● PROBLEM STATEMENT: Could you report every line from the entries that includes the word "MonitorConfig"?

##############################

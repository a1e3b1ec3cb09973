//! Legacy call-surface adapter
//!
//! Earlier integrations used `get_from_cache`/`save_to_cache`-style method
//! names with TTLs in whole seconds. This facade keeps those call sites
//! compiling against the modern interface while logging a one-time
//! deprecation notice per method.

use crate::factory::{BuiltCache, CacheBackend};
use crate::store::{CacheStore, CacheValue};
use serde_json::json;
use std::sync::{Arc, Once};
use std::time::Duration;
use tracing::warn;

/// Adapter exposing the legacy method names over a built cache instance.
pub struct LegacyCacheFacade {
    inner: Arc<BuiltCache>,
}

impl LegacyCacheFacade {
    pub fn new(inner: Arc<BuiltCache>) -> Self {
        Self { inner }
    }

    fn deprecation_notice(once: &'static Once, old: &'static str, new: &'static str) {
        once.call_once(|| {
            warn!(old, new, "deprecated cache method called; migrate to the new name");
        });
    }

    /// Legacy name for [`CacheStore::get`].
    pub async fn get_from_cache(&self, key: &str) -> Option<CacheValue> {
        static NOTICE: Once = Once::new();
        Self::deprecation_notice(&NOTICE, "get_from_cache", "get");
        self.inner.backend().get(key).await
    }

    /// Legacy name for [`CacheStore::set`], TTL in whole seconds.
    pub async fn save_to_cache(&self, key: &str, value: CacheValue, ttl_seconds: Option<u64>) {
        static NOTICE: Once = Once::new();
        Self::deprecation_notice(&NOTICE, "save_to_cache", "set");
        let ttl = ttl_seconds.map(Duration::from_secs);
        self.inner.backend().set(key, value, ttl).await;
    }

    /// Legacy name for [`CacheStore::delete`].
    pub async fn remove_from_cache(&self, key: &str) -> bool {
        static NOTICE: Once = Once::new();
        Self::deprecation_notice(&NOTICE, "remove_from_cache", "delete");
        self.inner.backend().delete(key).await
    }

    /// Legacy stats accessor returning a loose JSON document.
    pub async fn cache_stats(&self) -> CacheValue {
        static NOTICE: Once = Once::new();
        Self::deprecation_notice(&NOTICE, "cache_stats", "status/stats");

        match self.inner.backend() {
            CacheBackend::Networked(cache) => {
                let status = cache.status().await;
                serde_json::to_value(&status).unwrap_or_else(|_| json!({}))
            }
            CacheBackend::Memory(cache) => {
                let stats = cache.stats().await;
                serde_json::to_value(&stats).unwrap_or_else(|_| json!({}))
            }
        }
    }
}
impl PerformanceMonitor {
    pub fn new(config: MonitorConfig) -> Self {
        Self {
            config,
            inner: Mutex::new(MonitorInner::default()),
        }
    }

    /// Record a get with its hit/miss outcome.
    pub fn record_get(&self, duration: Duration, hit: bool) {
        self.record(SampleKind::Get, duration, 0, 0, Some(hit));
    }

    /// Record a set with the encoded payload size.
    pub fn record_set(&self, duration: Duration, bytes: usize) {
        self.record(SampleKind::Set, duration, bytes, bytes, None);
    }

    pub fn record_delete(&self, duration: Duration) {
        self.record(SampleKind::Delete, duration, 0, 0, None);
    }

    pub fn record_keygen(&self, duration: Duration, input_bytes: usize) {
        self.record(SampleKind::KeyGen, duration, input_bytes, 0, None);
    }

    /// Record a compression pass from its encode outcome.
    pub fn record_compression(&self, stats: &EncodeStats) {
        self.record(
            SampleKind::Compression,
            stats.duration,
            stats.bytes_in,
            stats.bytes_out,
            None,
        );
    }

    /// Record the current L1 utilization (percent of capacity).
    pub fn observe_memory(&self, utilization_pct: f64) {
        if let Ok(mut inner) = self.inner.lock() {
            inner.memory.push_back(MemorySample {
                utilization_pct,
                at: Instant::now(),
            });
            Self::prune_by(&mut inner.memory, self.config.max_samples, self.config.max_sample_age, |s| s.at);
        }
    }

    /// Record a pattern-invalidation burst.
    pub fn record_invalidation(&self, keys_removed: usize) {
        if let Ok(mut inner) = self.inner.lock() {
            inner.invalidations.push_back(InvalidationSample {
                keys_removed,
                at: Instant::now(),
            });
            Self::prune_by(&mut inner.invalidations, self.config.max_samples, self.config.max_sample_age, |s| s.at);
        }
    }

    fn record(
        &self,
        kind: SampleKind,
        duration: Duration,
        bytes_in: usize,
        bytes_out: usize,
        hit: Option<bool>,
    ) {
        if let Ok(mut inner) = self.inner.lock() {
            inner.samples.push_back(PerfSample {
                kind,
                duration,
                bytes_in,
                bytes_out,
                hit,
                at: Instant::now(),
            });
            Self::prune_by(&mut inner.samples, self.config.max_samples, self.config.max_sample_age, |s| s.at);
        }
    }

    fn prune_by<T: Copy>(
        queue: &mut VecDeque<T>,
        max_len: usize,
        max_age: Duration,
        at: impl Fn(&T) -> Instant,
    ) {
        while queue.len() > max_len {
            queue.pop_front();
        }
        let now = Instant::now();
        while let Some(front) = queue.front() {
            if now.duration_since(at(front)) > max_age {
                queue.pop_front();
            } else {
                break;
            }
        }
    }

    /// Derive the current statistics from the retained window.
    pub fn report(&self) -> PerfReport {
        let inner = match self.inner.lock() {
            Ok(inner) => inner,
            Err(poisoned) => poisoned.into_inner(),
        };

        let mut gets = 0usize;
        let mut sets = 0usize;
        let mut deletes = 0usize;
        let mut hits = 0usize;
        let mut misses = 0usize;
        let mut op_latencies: Vec<Duration> = Vec::new();
        let mut compression_ratios: Vec<f64> = Vec::new();

        for sample in &inner.samples {
            match sample.kind {
                SampleKind::Get => {
                    gets += 1;
                    op_latencies.push(sample.duration);
                    match sample.hit {
                        Some(true) => hits += 1,
                        Some(false) => misses += 1,
                        None => {}
                    }
                }
                SampleKind::Set => {
                    sets += 1;
                    op_latencies.push(sample.duration);
                }
                SampleKind::Delete => {
                    deletes += 1;
                    op_latencies.push(sample.duration);
                }
                SampleKind::KeyGen => {}
                SampleKind::Compression => {
                    if sample.bytes_in > 0 {
                        compression_ratios.push(sample.bytes_out as f64 / sample.bytes_in as f64);
                    }
                }
            }
        }

        op_latencies.sort_unstable();

        let hit_ratio = if hits + misses > 0 {
            hits as f64 / (hits + misses) as f64
        } else {
            0.0
        };

        let avg_compression_ratio = if compression_ratios.is_empty() {
            1.0
        } else {
            compression_ratios.iter().sum::<f64>() / compression_ratios.len() as f64
        };

        PerfReport {
            sample_count: inner.samples.len(),
            gets,
            sets,
            deletes,
            hit_ratio,
            p50_latency_ms: percentile_ms(&op_latencies, 0.50),
            p95_latency_ms: percentile_ms(&op_latencies, 0.95),
            p99_latency_ms: percentile_ms(&op_latencies, 0.99),
            avg_compression_ratio,
            memory_trend: memory_trend(&inner.memory),
            invalidations_per_min: invalidation_rate(
                &inner.invalidations,
                self.config.max_sample_age,
            ),
        }
    }

    /// Evaluate alert thresholds against the current window.
    pub fn alerts(&self) -> Vec<Alert> {
        let report = self.report();
        let latest_memory = {
            let inner = match self.inner.lock() {
                Ok(inner) => inner,
                Err(poisoned) => poisoned.into_inner(),
            };
            inner.memory.back().map(|s| s.utilization_pct)
        };

        let mut alerts = Vec::new();

        let p95 = Duration::from_secs_f64(report.p95_latency_ms / 1_000.0);
        if p95 >= self.config.latency_critical {
            alerts.push(Alert::new(
                AlertSeverity::Critical,
                format!("p95 operation latency is {:.1}ms", report.p95_latency_ms),
                "check remote store health and network path",
            ));
        } else if p95 >= self.config.latency_warn {
            alerts.push(Alert::new(
                AlertSeverity::Warning,
                format!("p95 operation latency is {:.1}ms", report.p95_latency_ms),
                "inspect slow operations and payload sizes",
            ));
        }

        if let Some(pct) = latest_memory {
            if pct >= self.config.memory_critical_pct {
                alerts.push(Alert::new(
                    AlertSeverity::Critical,
                    format!("L1 utilization at {:.1}% of capacity", pct),
                    "raise l1_max_entries or shorten TTLs",
                ));
            } else if pct >= self.config.memory_warn_pct {
                alerts.push(Alert::new(
                    AlertSeverity::Warning,
                    format!("L1 utilization at {:.1}% of capacity", pct),
                    "watch eviction rate; consider raising l1_max_entries",
                ));
            }
        }

        if report.invalidations_per_min >= self.config.invalidation_critical_per_min {
            alerts.push(Alert::new(
                AlertSeverity::Critical,
                format!(
                    "{:.0} keys invalidated per minute",
                    report.invalidations_per_min
                ),
                "audit invalidation callers; patterns may be too broad",
            ));
        } else if report.invalidations_per_min >= self.config.invalidation_warn_per_min {
            alerts.push(Alert::new(
                AlertSeverity::Warning,
                format!(
                    "{:.0} keys invalidated per minute",
                    report.invalidations_per_min
                ),
                "review recent pattern invalidations",
            ));
        }

        alerts
    }

    /// Number of samples currently retained.
    pub fn sample_count(&self) -> usize {
        self.inner.lock().map(|i| i.samples.len()).unwrap_or(0)
    }
}

impl Default for PerformanceMonitor {
    fn default() -> Self {
        Self::new(MonitorConfig::default())
    }
}

fn percentile_ms(sorted: &[Duration], q: f64) -> f64 {
    if sorted.is_empty() {
        return 0.0;
    }
    let idx = ((sorted.len() - 1) as f64 * q).round() as usize;
    sorted[idx.min(sorted.len() - 1)].as_secs_f64() * 1_000.0
}

/// Compare the older and newer halves of the utilization window.
fn memory_trend(samples: &VecDeque<MemorySample>) -> MemoryTrend {
    if samples.len() < 4 {
        return MemoryTrend::Unknown;
    }

    let mid = samples.len() / 2;
    let older: f64 =
        samples.iter().take(mid).map(|s| s.utilization_pct).sum::<f64>() / mid as f64;
    let newer: f64 = samples.iter().skip(mid).map(|s| s.utilization_pct).sum::<f64>()
        / (samples.len() - mid) as f64;

    if newer > older + 2.0 {
        MemoryTrend::Growing
    } else if newer < older - 2.0 {
        MemoryTrend::Shrinking
    } else {
        MemoryTrend::Stable
    }
}

/// Keys invalidated per minute, averaged over the retention window.
///
/// The rate is computed against the full window rather than the span
/// between the first and last burst, so a single small burst does not
/// read as a sustained storm.
fn invalidation_rate(samples: &VecDeque<InvalidationSample>, window: Duration) -> f64 {
    if samples.is_empty() {
        return 0.0;
    }

    let total: usize = samples.iter().map(|s| s.keys_removed).sum();
    total as f64 / window.as_secs_f64().max(1.0) * 60.0
}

##############################

● EXERCISE RESULT:
    pub fn new(config: MonitorConfig) -> Self {
        Self::new(MonitorConfig::default())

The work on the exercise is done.